Records provided START

//! `rollout deploy`: init, run, list and releases.

use std::path::{Path, PathBuf};
use std::time::Duration;

use anyhow::{Context, Result, anyhow};
use clap::{Args, Subcommand};
use rollout_common::DeploymentConfig;

use crate::app::AppContext;
use crate::application::ports::{ConfigStore, FileSync, RemoteShell};
use crate::application::services::config_service::{self, InitOutcome};
use crate::application::services::deploy::{DeployOptions, check_report, deploy};
use crate::application::services::releases::list_target_releases;
use crate::domain::DeployReport;
use crate::domain::target::target_names;
use crate::infra::dry_run::DryRunShell;
use crate::output::human::HumanRenderer;
use crate::output::json;
use crate::output::reporter::{SilentReporter, TerminalReporter};

#[derive(Subcommand)]
pub enum DeployCommand {
    /// Write a template rollout.yaml if none exists
    Init,

    /// Deploy to an environment or a cluster
    Run(RunArgs),

    /// List configured environments and clusters
    List,

    /// Show the releases present on each host
    Releases {
        /// Environment or cluster name
        name: String,
    },
}

#[derive(Args)]
pub struct RunArgs {
    /// Environment or cluster name
    pub name: String,

    /// Print the remote commands without running them
    #[arg(long)]
    pub dry_run: bool,

    /// Per-command timeout in seconds (overrides commandTimeoutSecs)
    #[arg(long, value_name = "SECS", value_parser = clap::value_parser!(u64).range(1..))]
    pub timeout: Option<u64>,
}

/// Dispatch a `deploy` subcommand.
///
/// # Errors
///
/// Returns an error if the subcommand fails; the caller maps it to exit code 1.
pub async fn run(app: &AppContext, cmd: DeployCommand) -> Result<()> {
    match cmd {
        DeployCommand::Init => init(app),
        DeployCommand::Run(args) => run_deploy(app, &args).await,
        DeployCommand::List => list(app),
        DeployCommand::Releases { name } => releases(app, &name).await,
    }
}

fn init(app: &AppContext) -> Result<()> {
    let store = app.config_store();
    let path = store.path();
    let outcome = config_service::init_config(&store)?;
    if app.is_json() {
        return json::print(&serde_json::json!({
            "path": path.display().to_string(),
            "created": outcome == InitOutcome::Created,
        }));
    }
    match outcome {
        InitOutcome::Created => app
            .output
            .success(&format!("Created {}", path.display())),
        InitOutcome::AlreadyExists => app.output.info(&format!(
            "{} already exists, leaving it untouched",
            path.display()
        )),
    }
    Ok(())
}

async fn run_deploy(app: &AppContext, args: &RunArgs) -> Result<()> {
    let store = app.config_store();
    let config = config_service::load_config(&store)?;
    let local_root = std::env::current_dir().context("cannot determine working directory")?;

    if args.dry_run {
        return dry_run(app, &config, &args.name, &local_root).await;
    }

    let secs = args
        .timeout
        .unwrap_or(config.defaults.command_timeout_secs);
    let shell = app.ssh_shell(
        Duration::from_secs(secs),
        sync_excludes(&store.path(), &local_root),
    );
    let report = deploy_with(app, &shell, &shell, &config, &args.name, &local_root).await?;

    if app.is_json() {
        json::print(&report)?;
        return check_report(&report).map_err(|e| e.context(json::AlreadyRendered));
    }
    HumanRenderer::new(&app.output).render_report(&report);
    check_report(&report)
}

async fn dry_run(
    app: &AppContext,
    config: &DeploymentConfig,
    name: &str,
    local_root: &Path,
) -> Result<()> {
    let shell = DryRunShell::new();
    deploy_with(app, &shell, &shell, config, name, local_root).await?;
    let plan = shell.into_plan();
    if app.is_json() {
        let entries: Vec<_> = plan
            .iter()
            .map(|p| serde_json::json!({ "host": p.host, "command": p.command }))
            .collect();
        return json::print(&entries);
    }
    HumanRenderer::new(&app.output).render_plan(&plan);
    Ok(())
}

async fn deploy_with(
    app: &AppContext,
    shell: &impl RemoteShell,
    syncer: &impl FileSync,
    config: &DeploymentConfig,
    name: &str,
    local_root: &Path,
) -> Result<DeployReport> {
    let reporter = TerminalReporter::new(&app.output);
    deploy(
        shell,
        syncer,
        config,
        name,
        DeployOptions {
            reporter: &reporter,
            local_root,
        },
    )
    .await
}

/// The config file never leaves the machine, whatever it is called.
fn sync_excludes(config_path: &Path, local_root: &Path) -> Vec<String> {
    let absolute: PathBuf = if config_path.is_absolute() {
        config_path.to_path_buf()
    } else {
        local_root.join(config_path)
    };
    match absolute.strip_prefix(local_root) {
        Ok(rel) => vec![format!("/{}", rel.to_string_lossy())],
        Err(_) => Vec::new(),
    }
}

fn list(app: &AppContext) -> Result<()> {
    let config = config_service::load_config(&app.config_store())?;
    if app.is_json() {
        let (environments, clusters) = target_names(&config);
        return json::print(&serde_json::json!({
            "environments": environments,
            "clusters": clusters,
        }));
    }
    HumanRenderer::new(&app.output).render_targets(&config);
    Ok(())
}

async fn releases(app: &AppContext, name: &str) -> Result<()> {
    let config = config_service::load_config(&app.config_store())?;
    let shell = app.ssh_shell(
        Duration::from_secs(config.defaults.command_timeout_secs),
        Vec::new(),
    );
    let hosts = list_target_releases(&shell, &SilentReporter, &config, name).await?;
    let unreachable = hosts.iter().any(|h| h.error.is_some());
    if app.is_json() {
        json::print(&hosts)?;
        if unreachable {
            return Err(anyhow!("some hosts could not be inspected").context(json::AlreadyRendered));
        }
        return Ok(());
    }
    HumanRenderer::new(&app.output).render_releases(&hosts);
    if unreachable {
        anyhow::bail!("some hosts could not be inspected");
    }
    Ok(())
}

Records provided END

All of the records need to be transcribed exactly.

//! `rollout deploy`: init, run, list and releases.

use std::path::{Path, PathBuf};
use std::time::Duration;

use anyhow::{Context, Result, anyhow};
use clap::{Args, Subcommand};
use rollout_common::DeploymentConfig;

use crate::app::AppContext;
use crate::application::ports::{ConfigStore, FileSync, RemoteShell};
use crate::application::services::config_service::{self, InitOutcome};
use crate::application::services::deploy::{DeployOptions, check_report, deploy};
use crate::application::services::releases::list_target_releases;
use crate::domain::DeployReport;
use crate::domain::target::target_names;
use crate::infra::dry_run::DryRunShell;
use crate::output::human::HumanRenderer;
use crate::output::json;
use crate::output::reporter::{SilentReporter, TerminalReporter};

#[derive(Subcommand)]
pub enum DeployCommand {
    /// Write a template rollout.yaml if none exists
    Init,

    /// Deploy to an environment or a cluster
    Run(RunArgs),

    /// List configured environments and clusters
    List,

    /// Show the releases present on each host
    Releases {
        /// Environment or cluster name
        name: String,
    },
}

#[derive(Args)]
pub struct RunArgs {
    /// Environment or cluster name
    pub name: String,

    /// Print the remote commands without running them
    #[arg(long)]
    pub dry_run: bool,

    /// Per-command timeout in seconds (overrides commandTimeoutSecs)
    #[arg(long, value_name = "SECS", value_parser = clap::value_parser!(u64).range(1..))]
    pub timeout: Option<u64>,
}

/// Dispatch a `deploy` subcommand.
///
/// # Errors
///
/// Returns an error if the subcommand fails; the caller maps it to exit code 1.
pub async fn run(app: &AppContext, cmd: DeployCommand) -> Result<()> {
    match cmd {
        DeployCommand::Init => init(app),
        DeployCommand::Run(args) => run_deploy(app, &args).await,
        DeployCommand::List => list(app),
        DeployCommand::Releases { name } => releases(app, &name).await,
    }
}

fn init(app: &AppContext) -> Result<()> {
    let store = app.config_store();
    let path = store.path();
    let outcome = config_service::init_config(&store)?;
    if app.is_json() {
        return json::print(&serde_json::json!({
            "path": path.display().to_string(),
            "created": outcome == InitOutcome::Created,
        }));
    }
    match outcome {
        InitOutcome::Created => app
            .output
            .success(&format!("Created {}", path.display())),
        InitOutcome::AlreadyExists => app.output.info(&format!(
            "{} already exists, leaving it untouched",
            path.display()
        )),
    }
    Ok(())
}

async fn run_deploy(app: &AppContext, args: &RunArgs) -> Result<()> {
    let store = app.config_store();
    let config = config_service::load_config(&store)?;
    let local_root = std::env::current_dir().context("cannot determine working directory")?;

    if args.dry_run {
        return dry_run(app, &config, &args.name, &local_root).await;
    }

    let secs = args
        .timeout
        .unwrap_or(config.defaults.command_timeout_secs);
    let shell = app.ssh_shell(
        Duration::from_secs(secs),
        sync_excludes(&store.path(), &local_root),
    );
    let report = deploy_with(app, &shell, &shell, &config, &args.name, &local_root).await?;

    if app.is_json() {
        json::print(&report)?;
        return check_report(&report).map_err(|e| e.context(json::AlreadyRendered));
    }
    HumanRenderer::new(&app.output).render_report(&report);
    check_report(&report)
}

async fn dry_run(
    app: &AppContext,
    config: &DeploymentConfig,
    name: &str,
    local_root: &Path,
) -> Result<()> {
    let shell = DryRunShell::new();
    deploy_with(app, &shell, &shell, config, name, local_root).await?;
    let plan = shell.into_plan();
    if app.is_json() {
        let entries: Vec<_> = plan
            .iter()
            .map(|p| serde_json::json!({ "host": p.host, "command": p.command }))
            .collect();
        return json::print(&entries);
    }
    HumanRenderer::new(&app.output).render_plan(&plan);
    Ok(())
}

async fn deploy_with(
    app: &AppContext,
    shell: &impl RemoteShell,
    syncer: &impl FileSync,
    config: &DeploymentConfig,
    name: &str,
    local_root: &Path,
) -> Result<DeployReport> {
    let reporter = TerminalReporter::new(&app.output);
    deploy(
        shell,
        syncer,
        config,
        name,
        DeployOptions {
            reporter: &reporter,
            local_root,
        },
    )
    .await
}

/// The config file never leaves the machine, whatever it is called.
fn sync_excludes(config_path: &Path, local_root: &Path) -> Vec<String> {
    let absolute: PathBuf = if config_path.is_absolute() {
        config_path.to_path_buf()
    } else {
        local_root.join(config_path)
    };
    match absolute.strip_prefix(local_root) {
        Ok(rel) => vec![format!("/{}", rel.to_string_lossy())],
        Err(_) => Vec::new(),
    }
}

fn list(app: &AppContext) -> Result<()> {
    let config = config_service::load_config(&app.config_store())?;
    if app.is_json() {
        let (environments, clusters) = target_names(&config);
        return json::print(&serde_json::json!({
            "environments": environments,
            "clusters": clusters,
        }));
    }
    HumanRenderer::new(&app.output).render_targets(&config);
    Ok(())
}

async fn releases(app: &AppContext, name: &str) -> Result<()> {
    let config = config_service::load_config(&app.config_store())?;
    let shell = app.ssh_shell(
        Duration::from_secs(config.defaults.command_timeout_secs),
        Vec::new(),
    );
    let hosts = list_target_releases(&shell, &SilentReporter, &config, name).await?;
    let unreachable = hosts.iter().any(|h| h.error.is_some());
    if app.is_json() {
        json::print(&hosts)?;
        if unreachable {
            return Err(anyhow!("some hosts could not be inspected").context(json::AlreadyRendered));
        }
        return Ok(());
    }
    HumanRenderer::new(&app.output).render_releases(&hosts);
    if unreachable {
        anyhow::bail!("some hosts could not be inspected");
    }
    Ok(())
}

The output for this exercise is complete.